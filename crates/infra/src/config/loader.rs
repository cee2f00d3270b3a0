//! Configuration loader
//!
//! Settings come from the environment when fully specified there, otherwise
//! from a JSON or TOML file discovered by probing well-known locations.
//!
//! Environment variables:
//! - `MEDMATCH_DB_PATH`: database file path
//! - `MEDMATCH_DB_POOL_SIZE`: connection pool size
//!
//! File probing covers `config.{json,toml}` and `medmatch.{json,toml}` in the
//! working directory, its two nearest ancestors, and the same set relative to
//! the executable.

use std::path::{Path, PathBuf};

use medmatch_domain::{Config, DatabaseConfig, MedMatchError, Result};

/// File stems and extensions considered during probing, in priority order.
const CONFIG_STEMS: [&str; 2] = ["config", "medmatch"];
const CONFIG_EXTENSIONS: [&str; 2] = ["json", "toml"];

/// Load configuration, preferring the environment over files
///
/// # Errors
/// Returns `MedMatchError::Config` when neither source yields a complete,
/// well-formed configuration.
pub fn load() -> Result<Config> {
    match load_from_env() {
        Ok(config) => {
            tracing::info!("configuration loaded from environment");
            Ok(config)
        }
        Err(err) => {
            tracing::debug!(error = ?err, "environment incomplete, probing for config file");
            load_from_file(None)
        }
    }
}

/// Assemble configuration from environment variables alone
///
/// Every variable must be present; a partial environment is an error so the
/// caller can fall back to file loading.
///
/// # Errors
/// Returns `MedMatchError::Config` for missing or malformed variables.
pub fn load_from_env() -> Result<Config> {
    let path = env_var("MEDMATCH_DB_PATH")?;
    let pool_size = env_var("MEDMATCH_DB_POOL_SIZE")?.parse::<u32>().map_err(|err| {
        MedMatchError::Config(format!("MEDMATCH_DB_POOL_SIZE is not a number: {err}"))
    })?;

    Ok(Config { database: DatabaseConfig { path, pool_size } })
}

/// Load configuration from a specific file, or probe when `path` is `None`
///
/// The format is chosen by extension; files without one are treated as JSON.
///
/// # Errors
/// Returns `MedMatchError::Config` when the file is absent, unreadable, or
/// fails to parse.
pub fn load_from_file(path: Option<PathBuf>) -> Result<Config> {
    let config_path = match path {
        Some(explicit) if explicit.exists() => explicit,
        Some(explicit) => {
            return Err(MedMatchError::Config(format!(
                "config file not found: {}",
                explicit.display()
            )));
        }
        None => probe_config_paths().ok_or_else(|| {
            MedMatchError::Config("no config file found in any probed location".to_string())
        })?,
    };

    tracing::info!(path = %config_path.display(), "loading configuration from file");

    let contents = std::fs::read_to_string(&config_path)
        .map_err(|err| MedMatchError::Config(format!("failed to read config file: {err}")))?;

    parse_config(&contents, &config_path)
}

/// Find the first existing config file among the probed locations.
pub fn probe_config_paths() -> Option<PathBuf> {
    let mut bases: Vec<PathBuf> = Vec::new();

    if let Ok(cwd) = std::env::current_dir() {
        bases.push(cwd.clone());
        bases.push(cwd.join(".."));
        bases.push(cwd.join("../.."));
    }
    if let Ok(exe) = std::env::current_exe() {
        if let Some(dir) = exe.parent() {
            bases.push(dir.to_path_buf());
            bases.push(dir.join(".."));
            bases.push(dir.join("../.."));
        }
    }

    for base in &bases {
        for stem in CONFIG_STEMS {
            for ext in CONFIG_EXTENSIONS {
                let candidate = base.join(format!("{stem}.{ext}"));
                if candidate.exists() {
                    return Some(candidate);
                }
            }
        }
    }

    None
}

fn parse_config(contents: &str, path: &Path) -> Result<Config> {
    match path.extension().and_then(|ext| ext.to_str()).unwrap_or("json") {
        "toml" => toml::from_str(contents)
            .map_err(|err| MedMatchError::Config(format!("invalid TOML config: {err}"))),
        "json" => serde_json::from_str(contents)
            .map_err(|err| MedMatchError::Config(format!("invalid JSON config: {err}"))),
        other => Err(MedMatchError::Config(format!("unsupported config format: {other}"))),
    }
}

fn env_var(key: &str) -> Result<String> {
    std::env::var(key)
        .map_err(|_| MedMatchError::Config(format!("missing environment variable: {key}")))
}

...

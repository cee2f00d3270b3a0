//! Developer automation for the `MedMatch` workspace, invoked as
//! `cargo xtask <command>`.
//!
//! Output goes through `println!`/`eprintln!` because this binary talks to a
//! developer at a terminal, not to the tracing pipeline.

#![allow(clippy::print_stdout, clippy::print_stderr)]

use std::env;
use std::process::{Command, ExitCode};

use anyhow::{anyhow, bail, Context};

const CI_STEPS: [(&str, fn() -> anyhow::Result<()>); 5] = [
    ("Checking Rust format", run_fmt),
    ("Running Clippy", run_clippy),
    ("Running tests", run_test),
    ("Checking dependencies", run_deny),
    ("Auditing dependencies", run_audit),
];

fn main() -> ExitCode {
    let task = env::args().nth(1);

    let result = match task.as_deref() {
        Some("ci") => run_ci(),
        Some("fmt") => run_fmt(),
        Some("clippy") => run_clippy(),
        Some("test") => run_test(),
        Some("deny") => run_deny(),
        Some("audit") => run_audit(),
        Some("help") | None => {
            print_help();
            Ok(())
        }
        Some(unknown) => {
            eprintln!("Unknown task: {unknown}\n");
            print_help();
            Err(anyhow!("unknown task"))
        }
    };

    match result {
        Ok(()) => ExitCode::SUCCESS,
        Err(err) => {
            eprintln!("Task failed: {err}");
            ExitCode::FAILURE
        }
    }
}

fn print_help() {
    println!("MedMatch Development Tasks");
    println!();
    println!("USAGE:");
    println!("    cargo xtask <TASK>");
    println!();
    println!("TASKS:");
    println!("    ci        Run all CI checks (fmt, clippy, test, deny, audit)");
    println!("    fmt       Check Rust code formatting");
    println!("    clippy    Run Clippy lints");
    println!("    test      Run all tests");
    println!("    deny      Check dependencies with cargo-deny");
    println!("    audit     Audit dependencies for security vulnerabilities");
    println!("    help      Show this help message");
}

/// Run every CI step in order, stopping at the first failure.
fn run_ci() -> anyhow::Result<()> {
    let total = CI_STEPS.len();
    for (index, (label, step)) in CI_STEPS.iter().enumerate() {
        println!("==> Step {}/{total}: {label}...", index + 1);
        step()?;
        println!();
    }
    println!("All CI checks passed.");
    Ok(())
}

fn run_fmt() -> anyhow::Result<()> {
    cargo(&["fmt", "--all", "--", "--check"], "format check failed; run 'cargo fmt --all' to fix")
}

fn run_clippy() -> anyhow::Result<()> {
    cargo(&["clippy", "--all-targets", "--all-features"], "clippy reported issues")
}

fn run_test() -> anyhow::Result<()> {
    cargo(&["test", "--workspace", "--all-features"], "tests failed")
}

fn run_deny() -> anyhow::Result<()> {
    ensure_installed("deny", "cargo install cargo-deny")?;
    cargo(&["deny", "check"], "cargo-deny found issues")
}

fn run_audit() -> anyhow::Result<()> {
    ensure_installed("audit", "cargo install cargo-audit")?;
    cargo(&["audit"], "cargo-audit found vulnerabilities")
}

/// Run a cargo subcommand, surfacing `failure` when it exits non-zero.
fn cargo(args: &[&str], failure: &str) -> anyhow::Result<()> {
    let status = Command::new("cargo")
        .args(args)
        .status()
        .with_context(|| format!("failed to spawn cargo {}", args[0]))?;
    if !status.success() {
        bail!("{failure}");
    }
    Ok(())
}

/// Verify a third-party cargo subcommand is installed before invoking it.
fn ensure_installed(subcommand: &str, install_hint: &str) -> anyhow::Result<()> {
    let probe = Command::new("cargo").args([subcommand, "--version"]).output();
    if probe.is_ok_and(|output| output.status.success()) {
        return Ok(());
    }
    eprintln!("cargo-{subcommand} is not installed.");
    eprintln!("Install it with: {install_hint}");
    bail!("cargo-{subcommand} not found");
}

...

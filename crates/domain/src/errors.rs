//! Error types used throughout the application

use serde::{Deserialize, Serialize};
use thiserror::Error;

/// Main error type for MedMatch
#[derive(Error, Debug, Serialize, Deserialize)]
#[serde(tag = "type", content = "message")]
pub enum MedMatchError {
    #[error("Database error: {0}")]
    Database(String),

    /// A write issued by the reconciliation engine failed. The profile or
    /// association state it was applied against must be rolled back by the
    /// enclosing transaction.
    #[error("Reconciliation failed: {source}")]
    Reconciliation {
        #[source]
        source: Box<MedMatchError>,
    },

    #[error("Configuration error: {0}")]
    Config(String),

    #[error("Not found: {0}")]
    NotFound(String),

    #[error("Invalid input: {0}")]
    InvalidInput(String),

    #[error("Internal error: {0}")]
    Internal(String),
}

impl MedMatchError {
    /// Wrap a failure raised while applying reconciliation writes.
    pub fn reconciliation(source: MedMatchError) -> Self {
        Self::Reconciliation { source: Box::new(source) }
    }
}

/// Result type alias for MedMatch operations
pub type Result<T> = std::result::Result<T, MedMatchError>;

◆ Problem: Each line carrying the string "checks" should be copied out from the entries.

◆ Reply:
    println!("    ci        Run all CI checks (fmt, clippy, test, deny, audit)");
    println!("All CI checks passed.");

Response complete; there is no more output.